Il pessimo segnale che viene dalla nostra produzione industriale

di Daniele Tempera | 10/02/2020

  • La nostra produzione industriale è calata dell'1.3% rispetto al 2018 e fa registrare il dato più basso in sei anni

  • Ecco quali sono i settori che hanno inciso maggiormente in un calo pericoloso per tutta la nostra economia

  • E quali sono i rischi che corriamo in uno scenario internazionale sempre più turbolento

Un tonfo negativo dopo cinque anni che non lascia ben sperare per le sorti della nostra economia. I dati Istat  ci raccontano di un Paese che per la prima volta dopo la Grande Crisi, incorre in una battuta d’arresto che potrebbe incidere su tutta la nostra vita economica. Secondo l’Istituto di Statistica Nazionale nel 2019 la nostra produzione industriale è calata dell’1.3% rispetto al 2018. Si tratta della diminuzione più ampia dal 2013, quindi da tre anni e il dato è in netta controtendenza con quello dell’anno scorso quando la nostra industria ha fatto registrare un incremento dello 0.6%. Dati che si aggravano se si restringe il campo al singolo andamento mensile: a dicembre 2019, rispetto al novembre dello stesso anno, la produzione industriale è diminuita ben del 2.7%. E l’andamento non lascia tranquilli anche in virtù delle recenti frenate dell’economia mondiale e degli effetti, ancora tutti da verificare che l’impatto del nuovo Coronavirus, può avere anche sulle nostre economie.

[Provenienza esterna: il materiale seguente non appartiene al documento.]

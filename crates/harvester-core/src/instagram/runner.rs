//! Wires the RapidAPI client, the token bucket, and semaphore-bounded
//! creator fan-out into a single [`ScraperCycleRunner`], the Instagram
//! counterpart to [`crate::reddit::runner::RedditRunner`].

use super::client::InstagramApiClient;
use super::cycle::{split_new_and_existing, CreatorResult, InstagramScraperCycle, InstagramStore};
use super::rate_limiter::TokenBucket;
use crate::supervisor::ScraperCycleRunner;
use async_trait::async_trait;
use std::sync::Arc;
use tokio_util::sync::CancellationToken;
use tracing::info;

/// Per-cycle creator targets, applying separate budgets for newly
/// discovered creators versus ones already scraped before.
pub struct InstagramRunnerConfig {
    pub concurrency: usize,
    pub batch_size: Option<u32>,
}

pub struct InstagramRunner {
    store: Arc<dyn InstagramStore>,
    client: Arc<InstagramApiClient>,
    rate_limiter: Arc<TokenBucket>,
    cycle: Arc<InstagramScraperCycle>,
    config: InstagramRunnerConfig,
}

impl InstagramRunner {
    pub fn new(
        store: Arc<dyn InstagramStore>,
        client: Arc<InstagramApiClient>,
        rate_limiter: Arc<TokenBucket>,
        cycle: Arc<InstagramScraperCycle>,
        config: InstagramRunnerConfig,
    ) -> Self {
        Self {
            store,
            client,
            rate_limiter,
            cycle,
            config,
        }
    }

    async fn build_targets(&self) -> Vec<String> {
        let all = self.store.list_creators().await.unwrap_or_default();
        let (new, existing) = split_new_and_existing(&all);

        let mut ordered: Vec<String> = existing
            .into_iter()
            .map(|c| c.username.clone())
            .chain(new.into_iter().map(|c| c.username.clone()))
            .collect();

        if let Some(limit) = self.config.batch_size {
            ordered.truncate(limit as usize);
        }
        ordered
    }
}

#[async_trait]
impl ScraperCycleRunner for InstagramRunner {
    async fn run_cycle(&self, _cancel: &CancellationToken) -> Result<String, String> {
        let targets = self.build_targets().await;
        if targets.is_empty() {
            return Ok("no creators due for refresh".to_string());
        }

        let results = self
            .cycle
            .run(
                self.client.clone(),
                self.rate_limiter.clone(),
                targets,
                self.config.concurrency,
            )
            .await;

        let (processed, skipped, failed) = summarize(&results);
        info!(processed, skipped, failed, "instagram cycle complete");
        Ok(format!("processed={processed} skipped={skipped} failed={failed}"))
    }
}

fn summarize(results: &[CreatorResult]) -> (usize, usize, usize) {
    let mut processed = 0;
    let mut skipped = 0;
    let mut failed = 0;
    for result in results {
        match result {
            CreatorResult::Processed { .. } => processed += 1,
            CreatorResult::Skipped { .. } => skipped += 1,
            CreatorResult::Failed { .. } => failed += 1,
        }
    }
    (processed, skipped, failed)
}

#[cfg(test)]
mod tests {
    use super::*;
    use crate::instagram::cycle::InMemoryAdapter as InstagramInMemoryAdapter;
    use crate::media::{MediaPipeline, MediaPipelineConfig};
    use crate::storage::memory::InMemoryStore;
    use std::time::Duration;

    fn disabled_media() -> Arc<MediaPipeline> {
        Arc::new(MediaPipeline::new(MediaPipelineConfig {
            enabled: false,
            account_id: String::new(),
            access_key_id: String::new(),
            secret_access_key: String::new(),
            bucket_name: "test-bucket".to_string(),
            public_url_base: "https://cdn.example.com".to_string(),
            max_retries: 1,
            image_timeout: Duration::from_secs(5),
            video_timeout: Duration::from_secs(5),
        }))
    }

    #[tokio::test]
    async fn run_cycle_reports_no_creators_when_store_empty() {
        let store = Arc::new(InMemoryStore::new());
        let ig_store = Arc::new(InstagramInMemoryAdapter::new(store));
        let client = Arc::new(
            InstagramApiClient::new("host".to_string(), "key".to_string(), Duration::from_secs(10)).unwrap(),
        );
        let rate_limiter = Arc::new(TokenBucket::new(55));
        let cycle = Arc::new(InstagramScraperCycle::new(ig_store.clone(), disabled_media(), 50_000, 5.0, 90, 30));
        let runner = InstagramRunner::new(
            ig_store,
            client,
            rate_limiter,
            cycle,
            InstagramRunnerConfig {
                concurrency: 10,
                batch_size: None,
            },
        );

        let result = runner.run_cycle(&CancellationToken::new()).await.unwrap();
        assert_eq!(result, "no creators due for refresh");
    }
}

I motivi della diminuzione

Analizzando maggiormente i dati Istat si scopre che il ribasso è dovuto in larga parte al vero e proprio crollo del settore automobilistico che in Italia ha fatto registrare nel 2019 un saldo negativo che sfiora il 14% (-13.9%). Altri cali significativi si sono registrati nella fabbricazione di prodotti petroliferi raffinati (-9,3%) e nella fabbricazione di macchinari e attrezzature n.c.a. (-7,7%). Tra i comparti che reggono maggiormente si segnalano invece i computer, i prodotti di elettronica e ottica (+5,3%), l’industria alimentare, delle bevande e del tabacco (+2,9%).

Un quadro tutt’altro che roseo quindi per la nostra economia, anche alla luce delle stime sul Pil italiano sul quale “gravano rilevanti rischi al ribasso”, come affermato dal Governatore della Banca d’Italia Ignazio Visco all’Assiom Forex nella giornata di sabato.